____ Provided information

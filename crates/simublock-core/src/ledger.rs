//! Per-node chain plus the balances derived from it.
//!
//! A block is appended only when it extends the current tip. There is no
//! fork choice: a block built on any other parent is dropped, so two ledgers
//! that accept different blocks at the same height stay apart unless one of
//! them later receives the other's whole branch in order.

use crate::constants::GENESIS_ACCOUNTS;
use crate::error::Rejection;
use crate::view::BlockView;
use crate::{genesis_block, hash_hex, Block, Hash, Transaction};
use std::collections::BTreeMap;
use tracing::{debug, trace};

/// What happened to a single transaction of an accepted block.
#[derive(Debug, Clone, PartialEq, Eq)]
pub enum TxReceipt {
    Applied,
    SkippedInsufficientFunds { needed: u64, available: u64 },
}

/// Result of offering a block to [`Ledger::add`].
#[derive(Debug, Clone, PartialEq, Eq)]
pub enum BlockOutcome {
    /// Appended; one receipt per transaction, in block order.
    Accepted { receipts: Vec<TxReceipt> },
    RejectedParentMismatch { expected: Hash, found: Hash },
}

impl BlockOutcome {
    pub fn is_accepted(&self) -> bool {
        matches!(self, BlockOutcome::Accepted { .. })
    }

    pub fn applied_count(&self) -> usize {
        match self {
            BlockOutcome::Accepted { receipts } => receipts
                .iter()
                .filter(|r| matches!(r, TxReceipt::Applied))
                .count(),
            BlockOutcome::RejectedParentMismatch { .. } => 0,
        }
    }

    /// Every non-fatal rejection this outcome carries, for reporting.
    pub fn rejections(&self, block: &Block) -> Vec<Rejection> {
        match self {
            BlockOutcome::Accepted { receipts } => receipts
                .iter()
                .zip(&block.txs)
                .filter_map(|(receipt, tx)| match receipt {
                    TxReceipt::Applied => None,
                    TxReceipt::SkippedInsufficientFunds { needed, available } => {
                        Some(Rejection::InsufficientBalance {
                            tx: tx.to_string(),
                            needed: *needed,
                            available: *available,
                        })
                    }
                })
                .collect(),
            BlockOutcome::RejectedParentMismatch { expected, found } => {
                vec![Rejection::ParentMismatch {
                    index: block.index(),
                    expected: hash_hex(expected),
                    found: hash_hex(found),
                }]
            }
        }
    }
}

#[derive(Debug, Clone)]
pub struct Ledger {
    chain: Vec<Block>,
    balances: BTreeMap<String, u64>,
    committed_txs: usize,
}

impl Default for Ledger {
    fn default() -> Self {
        Self::with_balances(
            GENESIS_ACCOUNTS
                .iter()
                .map(|(name, balance)| (name.to_string(), *balance)),
        )
    }
}

impl Ledger {
    /// Genesis-only ledger with the default allocation.
    pub fn new() -> Self {
        Self::default()
    }

    /// Genesis-only ledger with the given opening balances.
    pub fn with_balances<I, S>(balances: I) -> Self
    where
        I: IntoIterator<Item = (S, u64)>,
        S: Into<String>,
    {
        Self {
            chain: vec![genesis_block()],
            balances: balances
                .into_iter()
                .map(|(name, amount)| (name.into(), amount))
                .collect(),
            committed_txs: 0,
        }
    }

    pub fn last(&self) -> &Block {
        // The chain is created with genesis and never shrinks.
        &self.chain[self.chain.len() - 1]
    }

    pub fn tip_hash(&self) -> Hash {
        self.last().hash
    }

    pub fn len(&self) -> usize {
        self.chain.len()
    }

    /// Always false: genesis is never removed. Present for API symmetry with `len`.
    pub fn is_empty(&self) -> bool {
        self.chain.is_empty()
    }

    pub fn blocks(&self) -> &[Block] {
        &self.chain
    }

    pub fn balances(&self) -> &BTreeMap<String, u64> {
        &self.balances
    }

    pub fn balance(&self, account: &str) -> u64 {
        self.balances.get(account).copied().unwrap_or(0)
    }

    /// Transactions that actually moved funds, over the whole chain.
    pub fn committed_tx_count(&self) -> usize {
        self.committed_txs
    }

    pub fn view(&self) -> Vec<BlockView> {
        self.chain.iter().map(BlockView::from).collect()
    }

    /// Append `block` if it extends the tip, applying its transactions.
    ///
    /// A transaction whose sender cannot cover it is skipped; the rest of the
    /// block still applies. A rejected block leaves the ledger untouched.
    pub fn add(&mut self, block: Block) -> BlockOutcome {
        let expected = self.tip_hash();
        if block.header.previous_hash != expected {
            debug!(
                index = block.index(),
                tip = %hash_hex(&expected),
                parent = %hash_hex(&block.header.previous_hash),
                "rejecting block that does not extend the tip"
            );
            return BlockOutcome::RejectedParentMismatch {
                expected,
                found: block.header.previous_hash,
            };
        }

        let receipts = block.txs.iter().map(|tx| self.apply(tx)).collect();
        self.chain.push(block);
        BlockOutcome::Accepted { receipts }
    }

    fn apply(&mut self, tx: &Transaction) -> TxReceipt {
        let available = self.balance(&tx.from);
        if available < tx.amount {
            trace!(%tx, available, "skipping transaction with insufficient funds");
            return TxReceipt::SkippedInsufficientFunds {
                needed: tx.amount,
                available,
            };
        }
        *self.balances.entry(tx.from.clone()).or_insert(0) -= tx.amount;
        *self.balances.entry(tx.to.clone()).or_insert(0) += tx.amount;
        self.committed_txs += 1;
        TxReceipt::Applied
    }

    /// Every block links to its predecessor.
    pub fn is_linked(&self) -> bool {
        self.chain
            .windows(2)
            .all(|pair| pair[1].header.previous_hash == pair[0].hash)
    }
}

#[cfg(test)]
mod tests {
    use super::*;
    use crate::pow::mine_block;

    fn alice_bob(balance: u64) -> Ledger {
        Ledger::with_balances([("Alice", balance), ("Bob", balance)])
    }

    fn mined_on(ledger: &Ledger, txs: Vec<Transaction>) -> Block {
        let block = Block::new(ledger.len() as u64, ledger.tip_hash(), txs);
        mine_block(block, 2)
    }

    #[test]
    fn starts_at_genesis() {
        let ledger = Ledger::new();
        assert_eq!(ledger.len(), 1);
        assert_eq!(ledger.last(), &genesis_block());
        assert_eq!(ledger.balance("Alice"), 100);
        assert_eq!(ledger.balance("Bob"), 100);
        assert_eq!(ledger.balance("Miner"), 0);
        assert!(!ledger.is_empty());
    }

    #[test]
    fn accepts_block_and_moves_funds() {
        let mut ledger = alice_bob(50);
        let block = mined_on(&ledger, vec![Transaction::new("Alice", "Bob", 5)]);
        let outcome = ledger.add(block);
        assert_eq!(
            outcome,
            BlockOutcome::Accepted {
                receipts: vec![TxReceipt::Applied]
            }
        );
        assert_eq!(ledger.balance("Alice"), 45);
        assert_eq!(ledger.balance("Bob"), 55);
        assert_eq!(ledger.len(), 2);
        assert_eq!(ledger.committed_tx_count(), 1);
    }

    #[test]
    fn skips_overdraft_but_appends_block() {
        let mut ledger = alice_bob(50);
        let block = mined_on(&ledger, vec![Transaction::new("Alice", "Bob", 1000)]);
        let outcome = ledger.add(block.clone());
        assert!(outcome.is_accepted());
        assert_eq!(outcome.applied_count(), 0);
        assert_eq!(
            outcome.rejections(&block),
            vec![Rejection::InsufficientBalance {
                tx: "Alice->Bob:1000".into(),
                needed: 1000,
                available: 50,
            }]
        );
        assert_eq!(ledger.balance("Alice"), 50);
        assert_eq!(ledger.balance("Bob"), 50);
        assert_eq!(ledger.len(), 2);
    }

    #[test]
    fn partial_block_applies_covered_transactions() {
        let mut ledger = alice_bob(10);
        let block = mined_on(
            &ledger,
            vec![
                Transaction::new("Alice", "Bob", 8),
                Transaction::new("Alice", "Bob", 8),
                Transaction::new("Bob", "Carol", 18),
            ],
        );
        let outcome = ledger.add(block);
        assert_eq!(
            outcome,
            BlockOutcome::Accepted {
                receipts: vec![
                    TxReceipt::Applied,
                    TxReceipt::SkippedInsufficientFunds {
                        needed: 8,
                        available: 2
                    },
                    TxReceipt::Applied,
                ]
            }
        );
        assert_eq!(ledger.balance("Alice"), 2);
        assert_eq!(ledger.balance("Bob"), 0);
        assert_eq!(ledger.balance("Carol"), 18);
    }

    #[test]
    fn unknown_sender_is_skipped() {
        let mut ledger = alice_bob(10);
        let block = mined_on(&ledger, vec![Transaction::new("Mallory", "Bob", 1)]);
        assert_eq!(ledger.add(block).applied_count(), 0);
        assert_eq!(ledger.balance("Mallory"), 0);
        assert_eq!(ledger.balance("Bob"), 10);
    }

    #[test]
    fn rejects_block_with_wrong_parent() {
        let mut ledger = alice_bob(50);
        let block = mine_block(
            Block::new(1, [9u8; 32], vec![Transaction::new("Alice", "Bob", 5)]),
            2,
        );
        let before = ledger.balances().clone();
        let outcome = ledger.add(block.clone());
        assert_eq!(
            outcome,
            BlockOutcome::RejectedParentMismatch {
                expected: genesis_block().hash,
                found: [9u8; 32],
            }
        );
        assert!(matches!(
            outcome.rejections(&block).as_slice(),
            [Rejection::ParentMismatch { index: 1, .. }]
        ));
        assert_eq!(ledger.len(), 1);
        assert_eq!(ledger.balances(), &before);
    }

    #[test]
    fn replay_is_rejected_without_side_effects() {
        let mut ledger = alice_bob(50);
        let block = mined_on(&ledger, vec![Transaction::new("Alice", "Bob", 5)]);
        assert!(ledger.add(block.clone()).is_accepted());
        let before = ledger.balances().clone();
        assert!(!ledger.add(block).is_accepted());
        assert_eq!(ledger.balances(), &before);
        assert_eq!(ledger.len(), 2);
    }

    #[test]
    fn identical_sequences_converge() {
        let mut a = alice_bob(50);
        let mut b = alice_bob(50);
        for amount in [3, 70, 20] {
            let block = mined_on(&a, vec![Transaction::new("Alice", "Bob", amount)]);
            assert!(a.add(block.clone()).is_accepted());
            assert!(b.add(block).is_accepted());
        }
        assert_eq!(a.tip_hash(), b.tip_hash());
        assert_eq!(a.balances(), b.balances());
        assert!(a.is_linked() && b.is_linked());
    }

    #[test]
    fn competing_blocks_diverge_for_good() {
        let mut a = alice_bob(50);
        let mut b = alice_bob(50);
        let block_a = mined_on(&a, vec![Transaction::new("Alice", "Bob", 1)]);
        let block_b = mined_on(&b, vec![Transaction::new("Bob", "Alice", 2)]);
        assert!(a.add(block_a.clone()).is_accepted());
        assert!(b.add(block_b.clone()).is_accepted());

        // Same height, different tips: each side drops the other's block.
        assert!(!a.add(block_b).is_accepted());
        assert!(!b.add(block_a.clone()).is_accepted());

        // Blocks extending `a` keep bouncing off `b`; there is no reorg.
        let next_a = mined_on(&a, vec![]);
        assert!(a.add(next_a.clone()).is_accepted());
        assert!(!b.add(next_a).is_accepted());
        assert_ne!(a.tip_hash(), b.tip_hash());
        assert_eq!(a.len(), 3);
        assert_eq!(b.len(), 2);
    }

    #[test]
    fn balances_never_negative_under_random_load() {
        use rand::{rngs::StdRng, Rng, SeedableRng};
        let accounts = ["Alice", "Bob", "Carol"];
        let mut rng = StdRng::seed_from_u64(7);
        let mut ledger = Ledger::with_balances([("Alice", 20), ("Bob", 5)]);
        let supply: u64 = ledger.balances().values().sum();
        for _ in 0..20 {
            let txs = (0..4)
                .map(|_| {
                    let from = accounts[rng.gen_range(0..3)];
                    let to = accounts[rng.gen_range(0..3)];
                    Transaction::new(from, to, rng.gen_range(0..15))
                })
                .collect();
            let block = Block::new(ledger.len() as u64, ledger.tip_hash(), txs);
            assert!(ledger.add(block).is_accepted());
            assert_eq!(ledger.balances().values().sum::<u64>(), supply);
        }
        assert!(ledger.is_linked());
    }

    #[test]
    fn view_renders_chain_in_order() {
        let mut ledger = alice_bob(50);
        let block = mined_on(&ledger, vec![Transaction::new("Alice", "Bob", 5)]);
        ledger.add(block);
        let view = ledger.view();
        assert_eq!(view.len(), 2);
        assert_eq!(view[0].parent_hash, "0");
        assert_eq!(view[1].parent_hash, view[0].hash);
        assert_eq!(view[1].transactions, vec!["Alice->Bob:5".to_string()]);
    }
}
//! Simulation parameters. `SimConfig::default()` is the reference setup:
//! two honest nodes and one selfish node mining to 15 blocks at difficulty 3.

use serde::{Deserialize, Serialize};
use simublock_core::constants::{
    DEFAULT_BLOCK_CAPACITY, DEFAULT_DIFFICULTY, DEFAULT_TARGET_LENGTH, DEFAULT_WITHHOLD_THRESHOLD,
    GENESIS_ACCOUNTS, MAX_DIFFICULTY,
};
use simublock_core::{ConfigError, Ledger};
use std::collections::{BTreeMap, BTreeSet};
use std::time::Duration;

#[derive(Debug, Clone, Copy, PartialEq, Eq, Serialize, Deserialize)]
#[serde(rename_all = "lowercase")]
pub enum Role {
    /// Broadcasts every block as soon as it is mined.
    Honest,
    /// Withholds blocks and releases them in a burst.
    Selfish,
}

impl std::fmt::Display for Role {
    fn fmt(&self, f: &mut std::fmt::Formatter<'_>) -> std::fmt::Result {
        match self {
            Role::Honest => f.write_str("honest"),
            Role::Selfish => f.write_str("selfish"),
        }
    }
}

#[derive(Debug, Clone, PartialEq, Eq, Serialize, Deserialize)]
#[serde(default)]
pub struct NetworkConfig {
    pub min_delay_ms: u64,
    pub max_delay_ms: u64,
    /// Deliver a broadcast back to the node that sent it.
    pub include_sender: bool,
    /// Deliver to all peers concurrently instead of one after another.
    pub parallel_delivery: bool,
}

impl Default for NetworkConfig {
    fn default() -> Self {
        Self {
            min_delay_ms: 50,
            max_delay_ms: 200,
            include_sender: true,
            parallel_delivery: false,
        }
    }
}

impl NetworkConfig {
    pub fn delay_bounds(&self) -> (Duration, Duration) {
        (
            Duration::from_millis(self.min_delay_ms),
            Duration::from_millis(self.max_delay_ms),
        )
    }
}

#[derive(Debug, Clone, PartialEq, Eq, Serialize, Deserialize)]
#[serde(default)]
pub struct SimConfig {
    /// One entry per node; node ids are the positions in this list.
    pub roles: Vec<Role>,
    pub difficulty: u32,
    /// A node stops mining once its own chain holds this many blocks.
    pub target_length: usize,
    pub block_capacity: usize,
    /// Withheld blocks a selfish node collects before releasing them.
    pub withhold_threshold: usize,
    pub accounts: Vec<String>,
    pub genesis_balances: BTreeMap<String, u64>,
    pub min_amount: u64,
    pub max_amount: u64,
    pub network: NetworkConfig,
    pub verify_pow_on_receipt: bool,
    pub parallel_mining: bool,
    /// Generate a transaction when nothing was submitted. When off, a cycle
    /// with an empty queue mines nothing.
    pub auto_transactions: bool,
    /// Mine only after an explicit trigger.
    pub manual_trigger: bool,
    pub start_running: bool,
    /// Node whose ledger is reported.
    pub reference_node: usize,
    pub seed: Option<u64>,
    pub max_duration_ms: Option<u64>,
}

impl Default for SimConfig {
    fn default() -> Self {
        Self {
            roles: vec![Role::Honest, Role::Honest, Role::Selfish],
            difficulty: DEFAULT_DIFFICULTY,
            target_length: DEFAULT_TARGET_LENGTH,
            block_capacity: DEFAULT_BLOCK_CAPACITY,
            withhold_threshold: DEFAULT_WITHHOLD_THRESHOLD,
            accounts: vec!["Alice".into(), "Bob".into()],
            genesis_balances: GENESIS_ACCOUNTS
                .iter()
                .map(|(name, balance)| (name.to_string(), *balance))
                .collect(),
            min_amount: 1,
            max_amount: 5,
            network: NetworkConfig::default(),
            verify_pow_on_receipt: true,
            parallel_mining: false,
            auto_transactions: true,
            manual_trigger: false,
            start_running: true,
            reference_node: 0,
            seed: None,
            max_duration_ms: None,
        }
    }
}

impl SimConfig {
    /// `honest` honest nodes followed by `selfish` selfish ones.
    pub fn with_nodes(mut self, honest: usize, selfish: usize) -> Self {
        self.roles = std::iter::repeat(Role::Honest)
            .take(honest)
            .chain(std::iter::repeat(Role::Selfish).take(selfish))
            .collect();
        self
    }

    pub fn from_json(json: &str) -> Result<Self, serde_json::Error> {
        serde_json::from_str(json)
    }

    pub fn validate(&self) -> Result<(), ConfigError> {
        if self.roles.is_empty() {
            return Err(ConfigError::NoNodes);
        }
        if self.difficulty > MAX_DIFFICULTY {
            return Err(ConfigError::DifficultyTooHigh(self.difficulty));
        }
        if self.network.min_delay_ms > self.network.max_delay_ms {
            return Err(ConfigError::InvertedDelay {
                min_ms: self.network.min_delay_ms,
                max_ms: self.network.max_delay_ms,
            });
        }
        if self.min_amount > self.max_amount {
            return Err(ConfigError::InvertedAmount {
                min: self.min_amount,
                max: self.max_amount,
            });
        }
        let distinct: BTreeSet<&String> = self.accounts.iter().collect();
        if distinct.len() < 2 {
            return Err(ConfigError::TooFewAccounts(distinct.len()));
        }
        // Transactions pick sender and recipient by position.
        let mut seen = BTreeSet::new();
        if let Some(dup) = self.accounts.iter().find(|name| !seen.insert(*name)) {
            return Err(ConfigError::DuplicateAccount(dup.clone()));
        }
        if self.target_length < 2 {
            return Err(ConfigError::TargetTooShort(self.target_length));
        }
        if self.block_capacity == 0 {
            return Err(ConfigError::ZeroCapacity);
        }
        if self.withhold_threshold == 0 {
            return Err(ConfigError::ZeroWithholdThreshold);
        }
        if self.reference_node >= self.roles.len() {
            return Err(ConfigError::UnknownReference {
                reference: self.reference_node,
                nodes: self.roles.len(),
            });
        }
        Ok(())
    }

    pub fn genesis_ledger(&self) -> Ledger {
        Ledger::with_balances(self.genesis_balances.clone())
    }

    pub fn max_duration(&self) -> Option<Duration> {
        self.max_duration_ms.map(Duration::from_millis)
    }
}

________

Work out how many lines of the entries hold the word "TxReceipt", and write only that figure.

> [Task result]
12